**Exercise directions**
Report every line of the data where the string "HashMap" appears.

**Supplied material**

┌──

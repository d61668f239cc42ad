//! Serialization engine
//!
//! Pure functions turning typed values into pathname, search, hash and state
//! for one resolved [`RouteSpec`], and parsing them back.
//!
//! Building trusts its input: a value rejected by its type is an error.
//! Parsing does not: malformed values are dropped or defaulted, and only
//! `defined()` types report an error.

use std::collections::{BTreeMap, HashMap};

use crate::error::{Result, RouteError, RoutePart, ValidationError};
use crate::path::fill;
use crate::search::SearchParams;
use crate::spec::{HashSpec, RouteSpec, StateSpec};
use crate::value::{Value, Values};

/// Name reported for errors about the hash
const HASH: &str = "hash";
/// Name reported for errors about whole-typed state
const STATE: &str = "state";

/// Everything needed to build a location for a route
///
/// ```
/// use rhtmx_typed_routes::BuildOptions;
///
/// let opts = BuildOptions::new()
///     .param("id", 42)
///     .search_param("page", 2)
///     .hash("reviews");
/// assert_eq!(opts.params.len(), 1);
/// ```
#[derive(Debug, Clone, Default)]
pub struct BuildOptions {
    pub params: Values,
    pub search_params: Values,
    pub hash: Option<Value>,
    pub state: Option<Value>,
    /// Appended verbatim after the typed search params
    pub untyped_search_params: Option<SearchParams>,
    /// Merged into field-typed state for keys no declared field claims
    pub untyped_state: Option<Values>,
    /// Build a pathname without the leading `/`
    pub relative: bool,
}

impl BuildOptions {
    pub fn new() -> Self {
        Self::default()
    }

    pub fn param(mut self, name: impl Into<String>, value: impl Into<Value>) -> Self {
        self.params.insert(name.into(), value.into());
        self
    }

    pub fn params(mut self, params: Values) -> Self {
        self.params.extend(params);
        self
    }

    pub fn search_param(mut self, name: impl Into<String>, value: impl Into<Value>) -> Self {
        self.search_params.insert(name.into(), value.into());
        self
    }

    pub fn search_params(mut self, params: Values) -> Self {
        self.search_params.extend(params);
        self
    }

    pub fn hash(mut self, value: impl Into<Value>) -> Self {
        self.hash = Some(value.into());
        self
    }

    pub fn state(mut self, value: impl Into<Value>) -> Self {
        self.state = Some(value.into());
        self
    }

    /// Sets one field of object-shaped state
    pub fn state_field(mut self, name: impl Into<String>, value: impl Into<Value>) -> Self {
        let mut fields = match self.state.take() {
            Some(Value::Object(fields)) => fields,
            _ => Values::new(),
        };
        fields.insert(name.into(), value.into());
        self.state = Some(Value::Object(fields));
        self
    }

    pub fn untyped_search_params(mut self, params: SearchParams) -> Self {
        self.untyped_search_params = Some(params);
        self
    }

    pub fn untyped_state(mut self, state: Values) -> Self {
        self.untyped_state = Some(state);
        self
    }

    pub fn relative(mut self, relative: bool) -> Self {
        self.relative = relative;
        self
    }
}

fn serialize_error(
    part: RoutePart,
    name: &str,
) -> impl FnOnce(ValidationError) -> RouteError + '_ {
    move |source| RouteError::Serialize {
        part,
        name: name.to_string(),
        source,
    }
}

fn required_error(
    part: RoutePart,
    name: &str,
) -> impl FnOnce(ValidationError) -> RouteError + '_ {
    move |source| RouteError::Required {
        part,
        name: name.to_string(),
        source,
    }
}

fn present<'a>(values: &'a Values, name: &str) -> Option<&'a Value> {
    values.get(name).filter(|v| !v.is_null())
}

// ============================================================================
// Pathname
// ============================================================================

/// Pathname params as strings, ready for [`fill`]
///
/// Pattern params without a declared type take scalar values (string,
/// number, boolean, date) in their display form; arrays and objects are
/// rejected.
pub fn serialize_params(spec: &RouteSpec, params: &Values) -> Result<BTreeMap<String, String>> {
    let mut serialized = BTreeMap::new();

    for (name, ty) in &spec.params {
        if let Some(value) = present(params, name) {
            let raw = ty
                .serialize_param(value)
                .map_err(serialize_error(RoutePart::Pathname, name))?;
            serialized.insert(name.clone(), raw);
        }
    }

    for name in spec.path_params().all {
        if spec.params.contains_key(&name) {
            continue;
        }
        if let Some(value) = present(params, &name) {
            if matches!(value, Value::Array(_) | Value::Object(_)) {
                return Err(RouteError::Serialize {
                    part: RoutePart::Pathname,
                    source: ValidationError::new(format!(
                        "untyped param expects a scalar, got {}",
                        value.kind()
                    )),
                    name,
                });
            }
            serialized.insert(name, value.to_string());
        }
    }

    Ok(serialized)
}

pub fn build_pathname(spec: &RouteSpec, opts: &BuildOptions) -> Result<String> {
    let pattern = spec.display_path().unwrap_or_default();
    let params = serialize_params(spec, &opts.params)?;
    let filled = fill(&pattern, &params)?;
    let pathname = filled.strip_prefix('/').unwrap_or(&filled);

    Ok(if opts.relative {
        pathname.to_string()
    } else {
        format!("/{pathname}")
    })
}

/// Typed pathname params; keys without a usable value are left out
pub fn deserialize_params(spec: &RouteSpec, raw: &HashMap<String, String>) -> Result<Values> {
    let mut params = Values::new();

    for (name, ty) in &spec.params {
        let value = ty
            .deserialize_param(raw.get(name).map(String::as_str))
            .map_err(required_error(RoutePart::Pathname, name))?;
        if let Some(value) = value.filter(|v| !v.is_null()) {
            params.insert(name.clone(), value);
        }
    }

    for name in spec.path_params().all {
        if spec.params.contains_key(&name) {
            continue;
        }
        if let Some(raw) = raw.get(&name) {
            params.insert(name, Value::String(raw.clone()));
        }
    }

    Ok(params)
}

// ============================================================================
// Search
// ============================================================================

pub fn serialize_search_params(spec: &RouteSpec, opts: &BuildOptions) -> Result<SearchParams> {
    let mut search = SearchParams::new();

    for (name, ty) in &spec.search_params {
        let Some(value) = present(&opts.search_params, name) else {
            continue;
        };
        let raw = ty
            .serialize_search_param(value)
            .map_err(serialize_error(RoutePart::Search, name))?;
        for item in raw {
            search.append(name.clone(), item);
        }
    }

    // Overlap with typed keys is the caller's business
    if let Some(untyped) = &opts.untyped_search_params {
        search.extend(untyped);
    }

    Ok(search)
}

/// Query string with its leading `?`, or an empty string
pub fn build_search(spec: &RouteSpec, opts: &BuildOptions) -> Result<String> {
    let search = serialize_search_params(spec, opts)?;
    Ok(if search.is_empty() {
        String::new()
    } else {
        format!("?{search}")
    })
}

pub fn deserialize_search_params(spec: &RouteSpec, raw: &SearchParams) -> Result<Values> {
    let mut params = Values::new();

    for (name, ty) in &spec.search_params {
        let value = ty
            .deserialize_search_param(&raw.get_all(name))
            .map_err(required_error(RoutePart::Search, name))?;
        if let Some(value) = value.filter(|v| !v.is_null()) {
            params.insert(name.clone(), value);
        }
    }

    Ok(params)
}

/// Raw search params minus every declared key
pub fn untyped_search_params(spec: &RouteSpec, raw: &SearchParams) -> SearchParams {
    let mut untyped = raw.clone();
    for name in spec.search_params.keys() {
        untyped.remove(name);
    }
    untyped
}

// ============================================================================
// Hash
// ============================================================================

/// Fragment with its leading `#`, or an empty string
///
/// The allow-list is not checked here, only when parsing.
pub fn build_hash(spec: &RouteSpec, opts: &BuildOptions) -> Result<String> {
    let Some(value) = opts.hash.as_ref().filter(|v| !v.is_null()) else {
        return Ok(String::new());
    };

    let raw = match &spec.hash {
        HashSpec::Typed(ty) => ty
            .serialize_hash(value)
            .map_err(serialize_error(RoutePart::Hash, HASH))?,
        HashSpec::Values(_) => value.to_string(),
    };

    Ok(format!("#{raw}"))
}

pub fn deserialize_hash(spec: &RouteSpec, raw: &str) -> Result<Option<Value>> {
    let raw = raw.strip_prefix('#').unwrap_or(raw);
    let raw = (!raw.is_empty()).then_some(raw);

    match &spec.hash {
        HashSpec::Typed(ty) => ty
            .deserialize_hash(raw)
            .map_err(required_error(RoutePart::Hash, HASH)),
        HashSpec::Values(allowed) => Ok(raw
            .filter(|raw| allowed.is_empty() || allowed.iter().any(|a| a.as_str() == *raw))
            .map(Value::from)),
    }
}

// ============================================================================
// State
// ============================================================================

pub fn build_state(spec: &RouteSpec, opts: &BuildOptions) -> Result<Value> {
    match &spec.state {
        StateSpec::Whole(ty) => match opts.state.as_ref().filter(|v| !v.is_null()) {
            Some(value) => ty
                .serialize_state(value)
                .map_err(serialize_error(RoutePart::State, STATE)),
            None => Ok(Value::Null),
        },
        StateSpec::Fields(fields) => {
            let supplied = match &opts.state {
                None | Some(Value::Null) => Values::new(),
                Some(Value::Object(supplied)) => supplied.clone(),
                Some(other) => {
                    return Err(RouteError::Serialize {
                        part: RoutePart::State,
                        name: STATE.to_string(),
                        source: ValidationError::new(format!(
                            "expected object, got {}",
                            other.kind()
                        )),
                    })
                }
            };

            let mut state = Values::new();
            for (name, ty) in fields {
                if let Some(value) = present(&supplied, name) {
                    let value = ty
                        .serialize_state(value)
                        .map_err(serialize_error(RoutePart::State, name))?;
                    state.insert(name.clone(), value);
                }
            }

            if let Some(untyped) = &opts.untyped_state {
                for (name, value) in untyped {
                    if !fields.contains_key(name) {
                        state.insert(name.clone(), value.clone());
                    }
                }
            }

            Ok(Value::Object(state))
        }
    }
}

/// Typed state
///
/// Whole-typed state yields the value itself (`Null` when absent); field
/// typed state yields an object holding the usable declared fields.
pub fn deserialize_state(spec: &RouteSpec, raw: Option<&Value>) -> Result<Value> {
    match &spec.state {
        StateSpec::Whole(ty) => Ok(ty
            .deserialize_state(raw)
            .map_err(required_error(RoutePart::State, STATE))?
            .unwrap_or(Value::Null)),
        StateSpec::Fields(fields) => {
            let raw = raw.and_then(Value::as_object);
            let mut state = Values::new();

            for (name, ty) in fields {
                let value = ty
                    .deserialize_state(raw.and_then(|r| r.get(name)))
                    .map_err(required_error(RoutePart::State, name))?;
                if let Some(value) = value.filter(|v| !v.is_null()) {
                    state.insert(name.clone(), value);
                }
            }

            Ok(Value::Object(state))
        }
    }
}

/// Raw state fields minus every declared field
pub fn untyped_state(spec: &RouteSpec, raw: Option<&Value>) -> Values {
    match (&spec.state, raw) {
        (StateSpec::Fields(fields), Some(Value::Object(raw))) => raw
            .iter()
            .filter(|(name, _)| !fields.contains_key(*name))
            .map(|(name, value)| (name.clone(), value.clone()))
            .collect(),
        _ => Values::new(),
    }
}

// ============================================================================
// Whole location
// ============================================================================

/// Pathname, search and hash joined into one URL path
pub fn build_path(spec: &RouteSpec, opts: &BuildOptions) -> Result<String> {
    Ok(format!(
        "{}{}{}",
        build_pathname(spec, opts)?,
        build_search(spec, opts)?,
        build_hash(spec, opts)?
    ))
}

└──

**Task response**
use std::collections::{BTreeMap, HashMap};
pub fn deserialize_params(spec: &RouteSpec, raw: &HashMap<String, String>) -> Result<Values> {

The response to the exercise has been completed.